- Front cover of the DVD packaging
- Directed by: Michael Scheider
- Starring: Mango Groove
- Music by: Mango Groove
- Production company: Alphacam Africa
- Distributed by: EMI
- Release date: 4 April 2011 (South Africa);
- Running time: 110 minutes
- Country: South Africa
- Language: English

= Mango Groove: Live in Concert =

Mango Groove: Live in Concert is a concert video released by South African fusion group Mango Groove in 2011.

In addition to the 19 songs performed at the concert, the DVD includes songs, music videos, and an electronic press kit from the band's 2009 album, Bang the Drum. It also includes a digital photo montage in tribute to the Endangered Wildlife Trust, an environmental organisation in South Africa.
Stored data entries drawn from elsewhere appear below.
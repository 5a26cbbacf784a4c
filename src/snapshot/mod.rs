//! Snapshot model shared by the client, selector and replication layers.
//!
//! Every value here is a transient observation of the database service's
//! current state. Nothing is persisted between runs.

mod naming;
mod selector;

use std::fmt;

use chrono::{DateTime, Utc};
use serde::{Deserialize, Serialize};

pub use naming::{COPY_PREFIX, NamingError, source_arn, target_identifier, validate_target};
pub use selector::{SelectionPolicy, order_newest_first, select_latest};

/// Whether a snapshot belongs to a standalone instance or to a cluster.
#[derive(Debug, Clone, Copy, PartialEq, Eq, Hash, Serialize, Deserialize)]
#[serde(rename_all = "snake_case")]
pub enum ResourceKind {
    Instance,
    Cluster,
}

impl ResourceKind {
    /// ARN resource-type qualifier for snapshots of this kind.
    pub fn arn_qualifier(&self) -> &'static str {
        match self {
            ResourceKind::Instance => "snapshot",
            ResourceKind::Cluster => "cluster-snapshot",
        }
    }

    pub fn as_str(&self) -> &'static str {
        match self {
            ResourceKind::Instance => "instance",
            ResourceKind::Cluster => "cluster",
        }
    }
}

impl fmt::Display for ResourceKind {
    fn fmt(&self, f: &mut fmt::Formatter<'_>) -> fmt::Result {
        f.write_str(self.as_str())
    }
}

/// Who created a snapshot.
#[derive(Debug, Clone, Copy, PartialEq, Eq, Hash, Serialize, Deserialize)]
#[serde(rename_all = "snake_case")]
pub enum SnapshotClass {
    /// Created by the service's backup schedule.
    Automated,
    /// Created explicitly, including every copy this tool makes.
    Manual,
}

impl SnapshotClass {
    /// Value of the service's `SnapshotType` filter.
    pub fn as_str(&self) -> &'static str {
        match self {
            SnapshotClass::Automated => "automated",
            SnapshotClass::Manual => "manual",
        }
    }

    /// Parse the service's `SnapshotType` value. Unknown types (`shared`,
    /// `public`, `awsbackup`) are not handled by this tool.
    pub fn from_service(value: &str) -> Option<Self> {
        match value {
            "automated" => Some(SnapshotClass::Automated),
            "manual" => Some(SnapshotClass::Manual),
            _ => None,
        }
    }
}

impl fmt::Display for SnapshotClass {
    fn fmt(&self, f: &mut fmt::Formatter<'_>) -> fmt::Result {
        f.write_str(self.as_str())
    }
}

/// One snapshot as reported by the service.
#[derive(Debug, Clone, PartialEq, Eq, Serialize, Deserialize)]
pub struct SnapshotRef {
    /// Unique within region, account and resource kind.
    pub identifier: String,
    /// Instance or cluster the snapshot was taken from.
    pub owner_resource_name: String,
    pub resource_kind: ResourceKind,
    /// Absent while a snapshot is still being created.
    pub created_at: Option<DateTime<Utc>>,
    pub snapshot_class: SnapshotClass,
    /// Service-reported status (`available`, `creating`, ...), informational.
    #[serde(default)]
    pub status: Option<String>,
}

impl SnapshotRef {
    pub fn new(
        identifier: impl Into<String>,
        owner_resource_name: impl Into<String>,
        resource_kind: ResourceKind,
        snapshot_class: SnapshotClass,
    ) -> Self {
        Self {
            identifier: identifier.into(),
            owner_resource_name: owner_resource_name.into(),
            resource_kind,
            created_at: None,
            snapshot_class,
            status: None,
        }
    }

    pub fn with_created_at(mut self, created_at: DateTime<Utc>) -> Self {
        self.created_at = Some(created_at);
        self
    }

    /// Creation time used for ordering; a missing timestamp counts as `now`.
    pub fn effective_created_at(&self, now: DateTime<Utc>) -> DateTime<Utc> {
        self.created_at.unwrap_or(now)
    }
}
The song "Belong" (from Bang the Drum) is the musical score for the montage. The music videos are "This Is Not a Party" and "Give It (All Day, All Night)". A third music video, for the song "Everyone's Dancing", is a collection of footage from the concert.

==Production==
The concert was filmed on 18 September 2010 at Carnival City Casino's Big Top Arena in Boksburg, using 10 high-definition video cameras. Although Mango Groove concerts had been taped before for feature-length television specials, this was their first concert to be commercially distributed on DVD-Video. The video shoot was scheduled for July, but had to be postponed when lead singer Claire Johnston lost her voice after contracting influenza.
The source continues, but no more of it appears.